This is the first of my performance reviews during the winter of 2010-2011.
The good folk at Jordan Brand laced me with a pair of light blue and white Carmelo’s for my run at NYC’s top 40 and over league – The Pelham Fritz Tournament, held on 128th street between Fifth and Madison Avenues in Harlem for our new Player Performance Column. I slid the kicks on in the locker room and tuned my mind in for that first all-important comfort check – How hard are they on the bottom of the foot? I took the first step in comfort, and the shoe was light against the top of my foot. The style test was confirmed when my coach’s eyes went straight to the sneaker for more than 2 seconds, he being always laced in Nike or Jordan crispy cream on the sidelines.

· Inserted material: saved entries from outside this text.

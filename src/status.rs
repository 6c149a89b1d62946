//! Per-client installation status cache.
//!
//! Two parallel maps, app name → bool, refreshed wholesale from the gateway
//! and patched one key at a time after a confirmed install or uninstall.
//! Both maps always refer to the store's current client; a reload that
//! settles after the client changed is discarded rather than committed.

use std::collections::HashMap;

use serde::{Deserialize, Serialize};
use tracing::{debug, warn};

use crate::clients::ClientType;
use crate::gateway::SharedGateway;
use crate::registry;
use crate::store::{AppState, ScopeToken, Store};

// ─── AppStatuses ──────────────────────────────────────────────────────────────

/// Installed/configured maps for one host client.
///
/// Missing keys read as `false` — absence never means "unknown, go fetch".
#[derive(Debug, Clone, Default, PartialEq, Serialize, Deserialize)]
pub struct AppStatuses {
    #[serde(default)]
    pub installed: HashMap<String, bool>,
    #[serde(default)]
    pub configured: HashMap<String, bool>,
}

impl AppStatuses {
    pub fn is_installed(&self, app_name: &str) -> bool {
        self.installed.get(app_name).copied().unwrap_or(false)
    }

    pub fn is_configured(&self, app_name: &str) -> bool {
        self.configured.get(app_name).copied().unwrap_or(false)
    }
}

// ─── Status loading ───────────────────────────────────────────────────────────

/// Fetch both maps for `client` and replace the cache atomically.
///
/// On failure both maps reset to empty and the loading flag clears — the
/// cache never mixes stale data with a failure state.
pub async fn load_app_statuses(store: &Store, gateway: &SharedGateway, client: ClientType) {
    load_app_statuses_scoped(store, gateway, client, &ScopeToken::new()).await;
}

/// [`load_app_statuses`] with a cancellation scope.
pub async fn load_app_statuses_scoped(
    store: &Store,
    gateway: &SharedGateway,
    client: ClientType,
    scope: &ScopeToken,
) {
    store.set_state(|s| AppState {
        is_loading_statuses: true,
        ..s.clone()
    });

    let result = gateway.get_app_statuses(client).await;

    // A result for a client that is no longer current would overwrite the
    // cache with data for the wrong config file. Discard the payload, but
    // still clear the loading flag so the UI does not spin forever.
    if scope.is_cancelled() || store.snapshot().current_client != client {
        debug!(client = %client, "discarding stale status load");
        store.set_state(|s| AppState {
            is_loading_statuses: false,
            ..s.clone()
        });
        return;
    }

    match result {
        Ok(statuses) => {
            debug!(
                client = %client,
                installed = statuses.installed.len(),
                configured = statuses.configured.len(),
                "app statuses loaded"
            );
            store.set_state(move |s| AppState {
                app_statuses: statuses,
                is_loading_statuses: false,
                ..s.clone()
            });
        }
        Err(e) => {
            warn!(client = %client, error = %e, "failed to load app statuses");
            store.set_state(|s| AppState {
                app_statuses: AppStatuses::default(),
                is_loading_statuses: false,
                ..s.clone()
            });
        }
    }
}

/// Synchronous, local-only patch of one `installed` key.
///
/// Applied after the gateway has confirmed an install or uninstall, so the
/// UI flips immediately without waiting for a full reload. `configured` is
/// untouched.
pub fn update_app_installation(store: &Store, app_name: &str, is_installed: bool) {
    let app_name = app_name.to_string();
    store.set_state(move |s| {
        let mut next = s.clone();
        next.app_statuses.installed.insert(app_name, is_installed);
        next
    });
}

/// Switch the active host client.
///
/// Status is reloaded strictly before the registry: the registry refresh
/// path triggers its own status reload, so this ordering converges to
/// statuses for the new client plus an up-to-date catalog.
pub async fn update_current_client(store: &Store, gateway: &SharedGateway, client: ClientType) {
    store.set_state(|s| AppState {
        current_client: client,
        ..s.clone()
    });

    load_app_statuses(store, gateway, client).await;
    registry::load_apps(store, gateway).await;
}

/// Which host clients are actually present on this machine.
///
/// Used by the client selector to grey out absent clients. A probe failure
/// counts as "not installed" — the selector degrades, it does not error.
pub async fn available_clients(gateway: &SharedGateway) -> Vec<ClientType> {
    let mut available = Vec::new();
    for client in ClientType::all() {
        match gateway.check_client_installed(client).await {
            Ok(true) => available.push(client),
            Ok(false) => {}
            Err(e) => {
                debug!(client = %client, error = %e, "client probe failed");
            }
        }
    }
    available
}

It was a strong beginning.
As I stepped on the court, my grip was firm although the court was a bit waxy. The first move that showed me the shoe was real was when I hit my defender with a jab-step-one-dribble-sudden-stop-step back, a la Paul Pierce last night against the Amar’e, testing the toe box comfort and outsole grip. The shoe held up nicely. I felt no inner discomfort in the toe box or at the top of my foot, and the stop was smooth.
In the second quarter, I tested the ankle support when I pressed my man defensively, quickly making him turn suddenly and spin to his left hand. I slid quickly and denied him with a long lateral stride, and again the shoe performed. I experienced no rollover, and I trusted that I could continue with the pressure and move laterally without a problem.
During the fourth quarter the shoe was beginning to settle around my foot, shaping itself to my movements, and after the game I had no soreness at the top or bottom of my foot. It was a good look all the way around, and I strongly recommend the shoe for a good season of tournament ball.